Below are records; count the lines that hold the string "Other" and give only the count.

Supplied information |
[Start of section]

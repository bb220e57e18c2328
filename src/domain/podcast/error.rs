use crate::error::AppError;

/// Fatal pipeline errors. Everything else degrades with a warning
/// (see `PipelineWarning` in the model).
#[derive(Debug, thiserror::Error)]
pub enum PodcastError {
    #[error("input text is empty after sanitization")]
    EmptyInput,

    #[error("invalid pipeline configuration: {0}")]
    InvalidConfig(String),

    #[error("no audio produced: every segment failed synthesis; check connectivity to the synthesis service")]
    NoAudioProduced,

    #[error(transparent)]
    Other(#[from] anyhow::Error),
}

impl From<PodcastError> for AppError {
    fn from(err: PodcastError) -> Self {
        match err {
            PodcastError::EmptyInput | PodcastError::InvalidConfig(_) => {
                AppError::BadRequest(err.to_string())
            }
            PodcastError::NoAudioProduced => AppError::ExternalService(err.to_string()),
            PodcastError::Other(e) => AppError::Internal(e.to_string()),
        }
    }
}

/// Chunker misconfiguration
#[derive(Debug, thiserror::Error, PartialEq, Eq)]
pub enum ChunkError {
    #[error("max chunk size must be greater than zero")]
    InvalidChunkSize,
}

/// Per-segment synthesis failures. Non-fatal to the pipeline: the
/// orchestrator drops the segment and continues.
#[derive(Debug, thiserror::Error)]
pub enum SynthesisError {
    #[error("synthesis service unreachable: {0}")]
    Network(String),

    #[error("language not supported by provider: {0}")]
    UnsupportedLanguage(String),

    #[error("segment text is empty")]
    EmptyInput,

    #[error("could not store synthesized audio: {0}")]
    Io(String),
}

/// Stitching can only hard-fail when handed nothing to stitch. Any
/// toolchain failure is reported through `StitchResult::FallbackFirstSegment`.
#[derive(Debug, thiserror::Error, PartialEq, Eq)]
pub enum StitchError {
    #[error("no audio segments to stitch")]
    NoSegments,
}

/// Post-processing failures. Callers keep the unmodified input path;
/// the error carries diagnostics for the log only.
#[derive(Debug, thiserror::Error)]
pub enum PostProcessError {
    #[error("audio tool unavailable: {0}")]
    ToolUnavailable(String),

    #[error("audio tool failed: {0}")]
    CommandFailed(String),
}
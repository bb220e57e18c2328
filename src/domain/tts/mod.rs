pub mod language;

pub use language::{detect_language, LanguageCode};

[End of section]

The answer | 2